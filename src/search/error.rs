//! Aggregation errors

use crate::source::SourceError;
use thiserror::Error;

/// Fatal errors that abort an aggregation run
#[derive(Debug, Clone, Error)]
pub enum SearchError {
    /// The provider could not open a connection
    #[error("failed to connect to {provider}: {source}")]
    Connection {
        provider: String,
        #[source]
        source: SourceError,
    },

    /// A statement could not be opened, or its first row could not be reached
    #[error("failed to run query for {term:?}\n\t{query}\n\t: {source}")]
    Query {
        term: String,
        query: String,
        #[source]
        source: SourceError,
    },

    /// The run was cancelled
    #[error("search cancelled after {completed_terms} of {total_terms} terms")]
    Cancelled {
        completed_terms: usize,
        total_terms: usize,
    },
}

impl SearchError {
    /// Statement text for query errors
    pub fn query(&self) -> Option<&str> {
        match self {
            Self::Query { query, .. } => Some(query),
            _ => None,
        }
    }

    pub fn is_cancelled(&self) -> bool {
        matches!(self, Self::Cancelled { .. })
    }
}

■ ■ ■ ■

- [EXERCISE GOAL] A single number is the reply: the count of lines in the entries above that have the word "failed".

- [YOUR SOLUTION] 2